Key Takeaways
- Leaf Agriculture has raised a $13 million Series B co-led by Leaps by Bayer, positioning the company as the infrastructure layer for AI-driven agricultural data management.
- The platform currently processes data covering 20% of global crop acres annually, aggregating inputs from machinery, soil labs, weather stations, satellites, and farm management software into a unified, structured format.
- Leaf's partners include crop insurers, ag retailers, seed and chemical companies, and sustainability programmes — all leveraging clean farm data to build AI tools and improve outcomes for growers.
- The round comes as US farm income is projected to fall for the fourth consecutive year and fertilizer prices have spiked over 25% following Strait of Hormuz supply disruptions linked to the Iran war.
- Founded in 2021, Leaf is headquartered in San Francisco and has worked with leading agriculture companies to bring actionable data to farm-level decision-making.

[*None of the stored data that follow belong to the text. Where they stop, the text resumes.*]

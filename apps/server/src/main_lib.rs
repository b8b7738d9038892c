use std::sync::Arc;

use tracing_subscriber::prelude::*;
use tracing_subscriber::{fmt, EnvFilter};

use hivebook_core::{
    dashboard::{
        Aggregator, DashboardCache, DashboardCacheInvalidator, DashboardService,
        DashboardServiceTrait,
    },
    events::DomainEventSink,
    expenses::{ExpenseService, ExpenseServiceTrait},
    harvests::{HarvestService, HarvestServiceTrait},
    hives::{HiveService, HiveServiceTrait},
    incomes::{IncomeService, IncomeServiceTrait},
    inspections::{InspectionService, InspectionServiceTrait},
    inventory::{InventoryService, InventoryServiceTrait},
    invoices::{InvoiceService, InvoiceServiceTrait},
    swarm_traps::{SwarmTrapService, SwarmTrapServiceTrait},
    users::{UserService, UserServiceTrait},
    utils::{Clock, SystemClock},
};
use hivebook_storage_sqlite::{
    expenses::ExpenseRepository, harvests::HarvestRepository, hives::HiveRepository,
    incomes::IncomeRepository, inspections::InspectionRepository, inventory::InventoryRepository,
    invoices::InvoiceRepository, swarm_traps::SwarmTrapRepository, users::UserRepository, DbPool,
};

use crate::{
    auth::AuthManager,
    config::{Config, LogFormat},
};

pub struct AppState {
    pub user_service: Arc<dyn UserServiceTrait>,
    pub hive_service: Arc<dyn HiveServiceTrait>,
    pub inspection_service: Arc<dyn InspectionServiceTrait>,
    pub harvest_service: Arc<dyn HarvestServiceTrait>,
    pub swarm_trap_service: Arc<dyn SwarmTrapServiceTrait>,
    pub inventory_service: Arc<dyn InventoryServiceTrait>,
    pub income_service: Arc<dyn IncomeServiceTrait>,
    pub expense_service: Arc<dyn ExpenseServiceTrait>,
    pub invoice_service: Arc<dyn InvoiceServiceTrait>,
    pub dashboard_service: Arc<dyn DashboardServiceTrait>,
    pub dashboard_cache: Arc<DashboardCache>,
    pub pool: Arc<DbPool>,
    pub auth: Option<Arc<AuthManager>>,
}

pub fn init_tracing(format: LogFormat) {
    let filter = EnvFilter::try_from_default_env().unwrap_or_else(|_| EnvFilter::new("info"));
    let registry = tracing_subscriber::registry().with(filter);
    match format {
        LogFormat::Json => registry
            .with(fmt::layer().json().with_current_span(false))
            .init(),
        LogFormat::Text => registry.with(fmt::layer()).init(),
    }
}

pub async fn build_state(config: &Config) -> anyhow::Result<Arc<AppState>> {
    let (pool, writer) = hivebook_storage_sqlite::open(&config.db_path)?;
    tracing::info!("Database path in use: {}", config.db_path);

    let clock: Arc<dyn Clock> = Arc::new(SystemClock);
    let cache_ttl = chrono::Duration::from_std(config.dashboard_cache_ttl)?;
    let dashboard_cache = Arc::new(DashboardCache::new(cache_ttl, clock.clone()));
    let event_sink: Arc<dyn DomainEventSink> =
        Arc::new(DashboardCacheInvalidator::new(dashboard_cache.clone()));

    let user_repository = Arc::new(UserRepository::new(pool.clone(), writer.clone()));
    let hive_repository = Arc::new(HiveRepository::new(pool.clone(), writer.clone()));
    let inspection_repository = Arc::new(InspectionRepository::new(pool.clone(), writer.clone()));
    let harvest_repository = Arc::new(HarvestRepository::new(pool.clone(), writer.clone()));
    let swarm_trap_repository = Arc::new(SwarmTrapRepository::new(pool.clone(), writer.clone()));
    let inventory_repository = Arc::new(InventoryRepository::new(pool.clone(), writer.clone()));
    let income_repository = Arc::new(IncomeRepository::new(pool.clone(), writer.clone()));
    let expense_repository = Arc::new(ExpenseRepository::new(pool.clone(), writer.clone()));
    let invoice_repository = Arc::new(InvoiceRepository::new(pool.clone(), writer));

    let user_service = Arc::new(UserService::new(user_repository));
    let hive_service = Arc::new(HiveService::new(hive_repository.clone()));
    let inspection_service = Arc::new(InspectionService::new(
        inspection_repository,
        hive_repository.clone(),
    ));
    let harvest_service = Arc::new(HarvestService::new(
        harvest_repository.clone(),
        hive_repository,
        event_sink.clone(),
    ));
    let swarm_trap_service = Arc::new(SwarmTrapService::new(swarm_trap_repository));
    let inventory_service = Arc::new(InventoryService::new(inventory_repository));
    let income_service = Arc::new(IncomeService::new(
        income_repository.clone(),
        event_sink.clone(),
    ));
    let expense_service = Arc::new(ExpenseService::new(
        expense_repository.clone(),
        event_sink.clone(),
    ));
    let invoice_service = Arc::new(InvoiceService::new(
        invoice_repository,
        income_repository.clone(),
        event_sink,
        config.invoice_income_policy,
    ));
    tracing::info!(
        "Invoice income policy: {}, aggregation mode: {:?}",
        config.invoice_income_policy,
        config.aggregation_mode
    );

    let dashboard_service = Arc::new(DashboardService::new(
        harvest_repository,
        income_repository,
        expense_repository,
        clock,
        dashboard_cache.clone(),
        Aggregator::new(config.aggregation_mode),
    ));

    let auth = config.auth.as_ref().map(AuthManager::new).map(Arc::new);
    if auth.is_none() {
        tracing::warn!("HB_AUTH_SECRET is not set, serving a single local user without tokens");
    }

    Ok(Arc::new(AppState {
        user_service,
        hive_service,
        inspection_service,
        harvest_service,
        swarm_trap_service,
        inventory_service,
        income_service,
        expense_service,
        invoice_service,
        dashboard_service,
        dashboard_cache,
        pool,
        auth,
    }))
}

Leaf Agriculture Raises $13M Series B to Scale AI Infrastructure for Agribusiness
Leaf Agriculture has closed a $13 million Series B co-led by Leaps by Bayer, the impact investment unit of Bayer AG. The round positions Leaf as a foundational layer in the emerging stack of AI-powered agricultural technology, providing the data infrastructure that agribusiness companies need to build effective digital tools for farmers.
The announcement arrives at a challenging moment for US agriculture. Farm income is projected to decline for the fourth consecutive year, fertilizer costs have risen more than 25% following disruptions to Strait of Hormuz supply chains, and the USDA is forecasting the smallest US wheat crop since 1919. In this environment, efficiency gains from better data and AI are shifting from competitive advantage to economic necessity.

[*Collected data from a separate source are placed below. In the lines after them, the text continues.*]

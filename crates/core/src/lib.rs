//! Hivebook Core - Domain entities, services, and traits.
//!
//! This crate contains the business logic for Hivebook. It is
//! database-agnostic and defines repository traits that are implemented
//! by the `storage-sqlite` crate.

pub mod cache;
pub mod constants;
pub mod dashboard;
pub mod errors;
pub mod events;
pub mod expenses;
pub mod harvests;
pub mod hives;
pub mod incomes;
pub mod inspections;
pub mod inventory;
pub mod invoices;
pub mod swarm_traps;
pub mod users;
pub mod utils;

// Re-export error types
pub use errors::Error;
pub use errors::Result;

The Infrastructure Problem Leaf Is Solving
Most agricultural operations are now digitised, with data being collected from machinery, soil labs, weather stations, satellites, and farm management platforms. The challenge is that these systems operate in separate silos — proprietary file formats, incompatible databases, and inconsistent calibrations — making it difficult for companies to build AI tools that work reliably across farm data at scale.
Leaf occupies the connective layer between these disparate systems. The company aggregates, cleans, and structures farmer-owned data, enabling its partners — crop insurers, ag retailers, seed and chemical companies, compliance platforms, and commodity traders — to build applications on top of a unified, reliable data foundation. The company describes its role in agricultural data infrastructure as analogous to what Stripe provides in payments or Plaid in banking: invisible to end users but mission-critical for the companies building on top of it.
Leaf currently processes data from over 20% of global crop acres annually.
Real-World Impact Across the Value Chain
The practical outcomes Leaf cites span multiple parts of the agricultural value chain. Crop insurance partners using the platform have reduced claim payout timelines from months to days, returning capital to farmers faster after losses. Agricultural retailers are using Leaf-structured data to build field-specific seed and chemical outcome models, helping them make more precise input recommendations. Sustainability and compliance partners are reducing the manual data entry burden on farmers while opening access to new revenue opportunities.
“Digital tools are transforming how farmers use our seeds and crop protection products, with platforms like FieldView leading the way. Leaf allows more farmers to harness their FieldView data for crop insurance, sustainability and agronomic decision support through their connected partner network. Leaf’s capabilities align with our focus on ecosystem connectivity, and our investment in Leaf via Leaps by Bayer is a concrete step in our commitment to deliver better returns and a simpler digital experience for farmers,” said Dr. Jeremy Williams, Head of Digital Farming and Commercial Ecosystems at Bayer Crop Science.
Strategic Investment from Leaps by Bayer and Industry Partners
The Series B was co-led by Leaps by Bayer alongside a group of industry strategic investors. Leaps by Bayer manages a portfolio of more than 50 companies working on breakthrough technologies in health and agriculture, with a focus on reducing the environmental impact of food production systems. The participation of Bayer Crop Science as both an investor and a data ecosystem partner — through the FieldView platform — underscores the strategic rationale for the round.
“From day one, Leaf has been about pushing agriculture into the future. Better data has always led to better decisions, and now AI is magnifying the advantage for companies who use Leaf to manage, clean, and organize their data. Having strategic investors like Leaps by Bayer alongside us propels us forward and allows us to help more companies and farmers realize the power of their data,” said Leaf Agriculture’s leadership team.